-- Opening Marker --

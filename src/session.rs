//! The long-lived server context shared by every capability invocation.
//!
//! Exactly one `SessionContext` is built per process. It starts unbound (no
//! project), gets a project bound by `set_project_path`, and is torn down once
//! at shutdown: the watcher is stopped and a non-empty index cache is flushed
//! to the settings store.

use std::path::{Component, Path, PathBuf};
use std::sync::{Arc, Mutex, MutexGuard};

use ignore::WalkBuilder;
use tracing::{debug, error, info, warn};

use crate::config::{should_include_file, ProjectConfig};
use crate::errors::{CodeIndexError, Result};
use crate::settings::{project_key, ProjectSettings};
use crate::types::{current_timestamp, CachedIndex, FileEntry, FileIndex, IndexCache};
use crate::watcher::FileWatcher;

/// Outcome of binding a project to the session.
#[derive(Debug, Clone, PartialEq, Eq)]
pub struct BindSummary {
    pub base_path: String,
    pub file_count: usize,
    /// `true` when the index came from the persisted cache.
    pub restored: bool,
    pub watching: bool,
}

/// Process-wide mutable server state.
pub struct SessionContext {
    settings_root: PathBuf,
    base_path: String,
    settings: ProjectSettings,
    project_config: ProjectConfig,
    file_index: FileIndex,
    index_cache: IndexCache,
    watcher: Option<FileWatcher>,
    torn_down: bool,
}

// ---------------------------------------------------------------------------
// Lifecycle
// ---------------------------------------------------------------------------

impl SessionContext {
    /// Creates an unbound context whose project settings will live under
    /// `settings_root`.
    pub fn new(settings_root: PathBuf) -> Self {
        let settings = ProjectSettings::new(&settings_root, "");
        Self {
            settings_root,
            base_path: String::new(),
            settings,
            project_config: ProjectConfig::default(),
            file_index: FileIndex::new(),
            index_cache: IndexCache::new(),
            watcher: None,
            torn_down: false,
        }
    }

    /// Binds the session to the project directory at `path`.
    ///
    /// The new binding is prepared in full (settings, config, index) before
    /// anything is committed, so a failure leaves the current binding as it
    /// was. On success the previous project is released (watcher stopped,
    /// cache flushed). The index is restored from the settings store when a
    /// cached result set exists, otherwise rebuilt from disk.
    pub fn bind_project(&mut self, path: &str) -> Result<BindSummary> {
        let requested = Path::new(path);
        if path.trim().is_empty() || !requested.is_dir() {
            return Err(CodeIndexError::NotADirectory {
                path: path.to_string(),
            });
        }
        let canonical = requested.canonicalize()?;
        let base = canonical.to_string_lossy().to_string();

        let settings = ProjectSettings::new(&self.settings_root, &base);
        let project_config = ProjectConfig {
            base_path: base.clone(),
            ..settings.load_config()?
        };
        settings.save_config(&project_config)?;

        let key = project_key(&base);
        let cached = if base == self.base_path && self.index_cache.contains_key(&key) {
            Some(self.index_cache.clone())
        } else {
            load_cached_index(&settings, &key)
        };
        let (file_index, index_cache, restored) = match cached {
            Some(cache) => {
                let index = cache
                    .get(&key)
                    .map(CachedIndex::to_file_index)
                    .unwrap_or_default();
                (index, cache, true)
            }
            None => {
                let index = walk_project(&canonical, &project_config);
                let mut cache = IndexCache::new();
                cache.insert(key, result_set(&base, &index));
                (index, cache, false)
            }
        };

        self.release_project();
        self.settings = settings;
        self.base_path = base.clone();
        self.project_config = project_config;
        self.file_index = file_index;
        self.index_cache = index_cache;

        match FileWatcher::start(&canonical) {
            Ok(watcher) => self.watcher = Some(watcher),
            Err(e) => warn!(base_path = %base, "file watcher unavailable: {}", e),
        }

        info!(
            base_path = %base,
            files = self.file_index.len(),
            restored,
            "project bound"
        );

        Ok(BindSummary {
            base_path: base,
            file_count: self.file_index.len(),
            restored,
            watching: self.watcher_running(),
        })
    }

    /// Stops the watcher and flushes the cache of the currently bound project.
    fn release_project(&mut self) {
        if let Some(mut watcher) = self.watcher.take() {
            watcher.stop();
        }
        if !self.index_cache.is_empty() {
            if let Err(e) = self.settings.save_index(&self.index_cache) {
                error!(base_path = %self.base_path, "failed to flush index cache: {}", e);
            }
        }
        self.file_index.clear();
        self.index_cache.clear();
    }

    /// Tears the session down: stops the watcher and flushes a non-empty
    /// index cache. Only the first call does any work.
    pub fn shutdown(&mut self) -> Result<()> {
        if self.torn_down {
            return Ok(());
        }
        self.torn_down = true;

        if let Some(mut watcher) = self.watcher.take() {
            info!("stopping file watcher");
            watcher.stop();
        }

        if !self.base_path.is_empty() && !self.index_cache.is_empty() {
            info!(base_path = %self.base_path, "saving index cache");
            self.settings.save_index(&self.index_cache)?;
        }
        Ok(())
    }

    pub fn is_torn_down(&self) -> bool {
        self.torn_down
    }
}

impl Drop for SessionContext {
    fn drop(&mut self) {
        if let Err(e) = self.shutdown() {
            error!("session teardown failed: {}", e);
        }
    }
}

// ---------------------------------------------------------------------------
// Accessors
// ---------------------------------------------------------------------------

impl SessionContext {
    pub fn base_path(&self) -> &str {
        &self.base_path
    }

    pub fn settings(&self) -> &ProjectSettings {
        &self.settings
    }

    pub fn project_config(&self) -> &ProjectConfig {
        &self.project_config
    }

    pub fn file_index(&self) -> &FileIndex {
        &self.file_index
    }

    pub fn index_cache(&self) -> &IndexCache {
        &self.index_cache
    }

    pub fn watcher_running(&self) -> bool {
        self.watcher.as_ref().is_some_and(FileWatcher::is_running)
    }

    fn require_base(&self) -> Result<&Path> {
        if self.base_path.is_empty() {
            return Err(CodeIndexError::ProjectNotSet);
        }
        Ok(Path::new(&self.base_path))
    }
}

// ---------------------------------------------------------------------------
// Indexing
// ---------------------------------------------------------------------------

/// Builds an index entry for `rel` from filesystem metadata, or `None` when
/// the file is missing, not a regular file, or filtered out by the config.
fn entry_for(root: &Path, rel: &str, config: &ProjectConfig) -> Option<FileEntry> {
    if !should_include_file(rel, config) {
        return None;
    }
    let metadata = std::fs::metadata(root.join(rel)).ok()?;
    if !metadata.is_file() || metadata.len() > config.max_file_size {
        return None;
    }
    let modified = metadata
        .modified()
        .ok()
        .and_then(|t| t.duration_since(std::time::UNIX_EPOCH).ok())
        .map(|d| d.as_secs() as i64)
        .unwrap_or_default();
    let extension = Path::new(rel)
        .extension()
        .map(|e| e.to_string_lossy().to_lowercase())
        .unwrap_or_default();
    Some(FileEntry {
        path: rel.to_string(),
        size: metadata.len(),
        extension,
        modified,
    })
}

/// Walks `root` honouring `.gitignore` and indexes every file the config
/// admits.
fn walk_project(root: &Path, config: &ProjectConfig) -> FileIndex {
    let mut index = FileIndex::new();
    let walker = WalkBuilder::new(root)
        .hidden(true)
        .git_ignore(true)
        .require_git(false)
        .build();

    for entry in walker {
        let entry = match entry {
            Ok(e) => e,
            Err(e) => {
                debug!("skipping unreadable entry: {}", e);
                continue;
            }
        };
        if !entry.file_type().is_some_and(|t| t.is_file()) {
            continue;
        }
        let Ok(rel) = entry.path().strip_prefix(root) else {
            continue;
        };
        let rel = rel.to_string_lossy().replace('\\', "/");
        if let Some(file) = entry_for(root, &rel, config) {
            index.insert(rel, file);
        }
    }
    index
}

fn result_set(base_path: &str, index: &FileIndex) -> CachedIndex {
    CachedIndex {
        base_path: base_path.to_string(),
        indexed_at: current_timestamp(),
        files: index.values().cloned().collect(),
    }
}

/// Loads the persisted cache when it holds a result set for `key`.
fn load_cached_index(settings: &ProjectSettings, key: &str) -> Option<IndexCache> {
    match settings.load_index() {
        Ok(Some(cache)) if cache.contains_key(key) => Some(cache),
        Ok(_) => None,
        Err(e) => {
            warn!(base_path = %settings.base_path(), "ignoring unreadable index cache: {}", e);
            None
        }
    }
}

impl SessionContext {
    /// Rebuilds the file index from disk and stores the result set in the
    /// index cache. Returns the number of indexed files.
    pub fn rebuild_index(&mut self) -> Result<usize> {
        let root = self.require_base()?.to_path_buf();
        self.file_index = walk_project(&root, &self.project_config);
        self.store_result_set();
        info!(base_path = %self.base_path, files = self.file_index.len(), "index rebuilt");
        Ok(self.file_index.len())
    }

    /// Applies the changes queued by the watcher to the index. Returns the
    /// number of paths examined.
    pub fn apply_pending_changes(&mut self) -> Result<usize> {
        let changes = match &self.watcher {
            Some(watcher) => watcher.take_changes(),
            None => return Ok(0),
        };
        if changes.is_empty() {
            return Ok(0);
        }
        let root = self.require_base()?.to_path_buf();
        for rel in &changes {
            match entry_for(&root, rel, &self.project_config) {
                Some(file) => {
                    self.file_index.insert(rel.clone(), file);
                }
                None => {
                    self.file_index.remove(rel);
                }
            }
        }
        self.store_result_set();
        debug!(changes = changes.len(), "applied watcher changes");
        Ok(changes.len())
    }

    fn store_result_set(&mut self) {
        if let Some(key) = self.settings.project_key() {
            self.index_cache
                .insert(key, result_set(&self.base_path, &self.file_index));
        }
    }

    /// Removes the project's on-disk settings, stops the watcher and clears
    /// the in-memory index. The project stays bound; nothing is cached again
    /// until the index is rebuilt.
    pub fn clear_settings(&mut self) -> Result<()> {
        self.settings.clear()?;
        if let Some(mut watcher) = self.watcher.take() {
            watcher.stop();
        }
        self.file_index.clear();
        self.index_cache.clear();
        Ok(())
    }
}

// ---------------------------------------------------------------------------
// Path resolution
// ---------------------------------------------------------------------------

/// Returns `true` if following `rel` lexically climbs above its starting point.
fn escapes_root(rel: &Path) -> bool {
    let mut depth: i32 = 0;
    for component in rel.components() {
        match component {
            Component::ParentDir => {
                depth -= 1;
                if depth < 0 {
                    return true;
                }
            }
            Component::Normal(_) => depth += 1,
            Component::CurDir => {}
            Component::RootDir | Component::Prefix(_) => return true,
        }
    }
    false
}

impl SessionContext {
    /// Resolves a project-relative path to an existing file inside the
    /// project root.
    pub fn resolve_project_file(&self, rel: &str) -> Result<PathBuf> {
        let root = self.require_base()?;
        let rel_path = Path::new(rel);

        let candidate = root.join(rel_path);
        let canonical = match candidate.canonicalize() {
            Ok(p) => p,
            Err(_) if escapes_root(rel_path) => {
                return Err(CodeIndexError::PathOutsideRoot {
                    path: rel.to_string(),
                })
            }
            Err(_) => {
                return Err(CodeIndexError::FileNotFound {
                    path: rel.to_string(),
                })
            }
        };

        if !canonical.starts_with(root) {
            return Err(CodeIndexError::PathOutsideRoot {
                path: rel.to_string(),
            });
        }
        if !canonical.is_file() {
            return Err(CodeIndexError::FileNotFound {
                path: rel.to_string(),
            });
        }
        Ok(canonical)
    }
}

// ---------------------------------------------------------------------------
// Shared handle
// ---------------------------------------------------------------------------

/// Cloneable handle to the single session, serializing access across
/// transports.
#[derive(Clone)]
pub struct SharedSession {
    inner: Arc<Mutex<SessionContext>>,
}

impl SharedSession {
    pub fn new(context: SessionContext) -> Self {
        Self {
            inner: Arc::new(Mutex::new(context)),
        }
    }

    /// Locks the session, recovering a poisoned lock.
    pub fn lock(&self) -> MutexGuard<'_, SessionContext> {
        self.inner.lock().unwrap_or_else(|e| e.into_inner())
    }

    /// Runs the single teardown of the underlying context.
    pub fn shutdown(&self) -> Result<()> {
        self.lock().shutdown()
    }
}
//! Tool definitions and handlers.
//!
//! Each tool is registered with a JSON Schema for its arguments so MCP
//! clients can discover it through `tools/list`.

use glob::{MatchOptions, Pattern};
use serde_json::{json, Value};

use super::registry::{Capability, CapabilityRegistry};
use crate::errors::{CodeIndexError, Result};
use crate::session::SessionContext;
use crate::types::sha256_hex;

/// Default cap on `search_code` matches.
const DEFAULT_MAX_RESULTS: usize = 100;

/// Longest line excerpt returned by `search_code`.
const MAX_LINE_CHARS: usize = 300;

/// Registers every tool on `registry`.
pub fn register(registry: &mut CapabilityRegistry) -> Result<()> {
    registry.register(Capability::tool(
        "set_project_path",
        "Set the base project directory to index. Restores a cached index when one exists.",
        json!({
            "type": "object",
            "properties": {
                "path": {
                    "type": "string",
                    "description": "Absolute path of the project directory"
                }
            },
            "required": ["path"]
        }),
        handle_set_project_path,
    ))?;
    registry.register(Capability::tool(
        "refresh_index",
        "Rebuild the file index of the current project from disk.",
        json!({ "type": "object", "properties": {} }),
        handle_refresh_index,
    ))?;
    registry.register(Capability::tool(
        "find_files",
        "Find indexed files whose project-relative path matches a glob pattern.",
        json!({
            "type": "object",
            "properties": {
                "pattern": {
                    "type": "string",
                    "description": "Glob pattern, e.g. '*.rs' or 'src/**/test_*.py'"
                }
            },
            "required": ["pattern"]
        }),
        handle_find_files,
    ))?;
    registry.register(Capability::tool(
        "search_code",
        "Search indexed files for lines containing a literal string.",
        json!({
            "type": "object",
            "properties": {
                "pattern": {
                    "type": "string",
                    "description": "Literal text to search for"
                },
                "case_sensitive": {
                    "type": "boolean",
                    "description": "Match case exactly (default: true)"
                },
                "file_pattern": {
                    "type": "string",
                    "description": "Optional glob restricting which files are searched"
                },
                "max_results": {
                    "type": "number",
                    "description": "Maximum number of matches to return (default: 100)"
                }
            },
            "required": ["pattern"]
        }),
        handle_search_code,
    ))?;
    registry.register(Capability::tool(
        "get_file_summary",
        "Summarize a project file: size, line count, extension and content hash.",
        json!({
            "type": "object",
            "properties": {
                "file_path": {
                    "type": "string",
                    "description": "Path relative to the project root"
                }
            },
            "required": ["file_path"]
        }),
        handle_get_file_summary,
    ))?;
    registry.register(Capability::tool(
        "get_settings_info",
        "Describe the settings directory, index sizes and watcher state.",
        json!({ "type": "object", "properties": {} }),
        handle_get_settings_info,
    ))?;
    registry.register(Capability::tool(
        "clear_settings",
        "Delete the project's stored settings and cached index.",
        json!({ "type": "object", "properties": {} }),
        handle_clear_settings,
    ))?;
    Ok(())
}

fn required_str<'a>(args: &'a Value, key: &str) -> Result<&'a str> {
    args.get(key)
        .and_then(Value::as_str)
        .ok_or_else(|| CodeIndexError::invalid_params(format!("missing required parameter: {}", key)))
}

fn glob_pattern(raw: &str) -> Result<Pattern> {
    Pattern::new(raw).map_err(|e| CodeIndexError::invalid_params(format!("invalid glob '{}': {}", raw, e)))
}

const GLOB_OPTIONS: MatchOptions = MatchOptions {
    case_sensitive: true,
    require_literal_separator: false,
    require_literal_leading_dot: false,
};

fn require_project(ctx: &mut SessionContext) -> Result<()> {
    if ctx.base_path().is_empty() {
        return Err(CodeIndexError::ProjectNotSet);
    }
    ctx.apply_pending_changes()?;
    Ok(())
}

fn handle_set_project_path(ctx: &mut SessionContext, args: Value) -> Result<Value> {
    let path = required_str(&args, "path")?;
    let summary = ctx.bind_project(path)?;
    let source = if summary.restored {
        "restored from cache"
    } else {
        "freshly indexed"
    };
    let watcher = if summary.watching { "active" } else { "inactive" };
    Ok(Value::String(format!(
        "Project path set to: {}. {} files {}. File watcher {}.",
        summary.base_path, summary.file_count, source, watcher
    )))
}

fn handle_refresh_index(ctx: &mut SessionContext, _args: Value) -> Result<Value> {
    let count = ctx.rebuild_index()?;
    Ok(Value::String(format!("Project re-indexed. Found {} files.", count)))
}

fn handle_find_files(ctx: &mut SessionContext, args: Value) -> Result<Value> {
    let pattern = glob_pattern(required_str(&args, "pattern")?)?;
    require_project(ctx)?;

    let files: Vec<&str> = ctx
        .file_index()
        .keys()
        .filter(|path| pattern.matches_with(path, GLOB_OPTIONS))
        .map(String::as_str)
        .collect();
    Ok(json!({ "count": files.len(), "files": files }))
}

fn handle_search_code(ctx: &mut SessionContext, args: Value) -> Result<Value> {
    let needle = required_str(&args, "pattern")?;
    if needle.is_empty() {
        return Err(CodeIndexError::invalid_params("pattern must not be empty"));
    }
    let case_sensitive = args
        .get("case_sensitive")
        .and_then(Value::as_bool)
        .unwrap_or(true);
    let file_filter = match args.get("file_pattern").and_then(Value::as_str) {
        Some(raw) => Some(glob_pattern(raw)?),
        None => None,
    };
    let max_results = args
        .get("max_results")
        .and_then(Value::as_u64)
        .map(|v| v as usize)
        .unwrap_or(DEFAULT_MAX_RESULTS);
    require_project(ctx)?;

    let needle = if case_sensitive {
        needle.to_string()
    } else {
        needle.to_lowercase()
    };
    let root = std::path::Path::new(ctx.base_path());
    let mut matches = Vec::new();
    let mut truncated = false;

    'files: for path in ctx.file_index().keys() {
        if let Some(filter) = &file_filter {
            if !filter.matches_with(path, GLOB_OPTIONS) {
                continue;
            }
        }
        let Ok(content) = std::fs::read_to_string(root.join(path)) else {
            continue;
        };
        for (idx, line) in content.lines().enumerate() {
            let hit = if case_sensitive {
                line.contains(&needle)
            } else {
                line.to_lowercase().contains(&needle)
            };
            if !hit {
                continue;
            }
            if matches.len() >= max_results {
                truncated = true;
                break 'files;
            }
            let text: String = line.trim().chars().take(MAX_LINE_CHARS).collect();
            matches.push(json!({ "file": path, "line": idx + 1, "text": text }));
        }
    }

    Ok(json!({
        "count": matches.len(),
        "truncated": truncated,
        "matches": matches,
    }))
}

fn handle_get_file_summary(ctx: &mut SessionContext, args: Value) -> Result<Value> {
    let rel = required_str(&args, "file_path")?;
    let path = ctx.resolve_project_file(rel)?;
    let bytes = std::fs::read(&path)?;
    let text = String::from_utf8_lossy(&bytes);
    let extension = path
        .extension()
        .map(|e| e.to_string_lossy().to_lowercase())
        .unwrap_or_default();
    Ok(json!({
        "file_path": rel,
        "size": bytes.len(),
        "line_count": text.lines().count(),
        "extension": extension,
        "sha256": sha256_hex(&bytes),
        "indexed": ctx.file_index().contains_key(rel),
    }))
}

fn handle_get_settings_info(ctx: &mut SessionContext, _args: Value) -> Result<Value> {
    Ok(json!({
        "base_path": ctx.base_path(),
        "settings": ctx.settings().info(),
        "file_count": ctx.file_index().len(),
        "cached_projects": ctx.index_cache().len(),
        "watcher_active": ctx.watcher_running(),
    }))
}

fn handle_clear_settings(ctx: &mut SessionContext, _args: Value) -> Result<Value> {
    ctx.clear_settings()?;
    Ok(Value::String(
        "Project settings, index, and cache have been cleared. File watcher stopped; \
         use refresh_index or set_project_path to index again."
            .to_string(),
    ))
}
use serde_json::Value;
use thiserror::Error;

/// Errors that can occur while serving protocol traffic or running a capability.
#[derive(Error, Debug)]
pub enum CodeIndexError {
    #[error("parse error: {message}")]
    MalformedMessage { message: String },

    #[error("invalid request: {message}")]
    InvalidRequest { message: String, id: Option<Value> },

    #[error("unknown capability: {name}")]
    UnknownCapability { name: String },

    #[error("capability already registered: {name}")]
    DuplicateCapability { name: String },

    #[error("capability '{name}' overlaps with registered capability '{existing}'")]
    AmbiguousCapability { name: String, existing: String },

    #[error("invalid params: {message}")]
    InvalidParams { message: String },

    #[error("project path not set; call set_project_path first")]
    ProjectNotSet,

    #[error("not a directory: {path}")]
    NotADirectory { path: String },

    #[error("file not found: {path}")]
    FileNotFound { path: String },

    #[error("path is outside the project root: {path}")]
    PathOutsideRoot { path: String },

    #[error("file is not valid UTF-8: {path}")]
    NotUtf8 { path: String },

    #[error("handler for {capability} panicked")]
    HandlerPanicked { capability: String },

    #[error("config error: {message}")]
    Config { message: String },

    #[error("watcher error: {0}")]
    Watcher(#[from] notify::Error),

    #[error("io error: {0}")]
    Io(#[from] std::io::Error),

    #[error("json error: {0}")]
    Json(#[from] serde_json::Error),
}

impl CodeIndexError {
    /// Returns the JSON-RPC error code reported to clients for this error.
    pub fn code(&self) -> i32 {
        match self {
            Self::MalformedMessage { .. } => -32700,
            Self::InvalidRequest { .. } => -32600,
            Self::UnknownCapability { .. } => -32601,
            Self::InvalidParams { .. } => -32602,
            Self::ProjectNotSet
            | Self::NotADirectory { .. }
            | Self::FileNotFound { .. }
            | Self::PathOutsideRoot { .. }
            | Self::NotUtf8 { .. } => -32000,
            _ => -32603,
        }
    }

    /// Returns `true` for failures whose `Display` text is safe to send to a client.
    pub fn is_client_safe(&self) -> bool {
        !matches!(
            self,
            Self::Io(_)
                | Self::Json(_)
                | Self::Watcher(_)
                | Self::Config { .. }
                | Self::HandlerPanicked { .. }
                | Self::DuplicateCapability { .. }
                | Self::AmbiguousCapability { .. }
        )
    }

    /// Shorthand for an `InvalidParams` error.
    pub fn invalid_params(message: impl Into<String>) -> Self {
        Self::InvalidParams {
            message: message.into(),
        }
    }
}

/// Convenience alias for results using `CodeIndexError`.
pub type Result<T> = std::result::Result<T, CodeIndexError>;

-- Closing Marker --

▶ _WHAT IS BEING ASKED_: Copy the lines that hold the word "canonicalize". Take them from the records above.

▶ _SOLUTION FOR THIS EXERCISE_:
        let canonical = requested.canonicalize()?;
        let canonical = match candidate.canonicalize() {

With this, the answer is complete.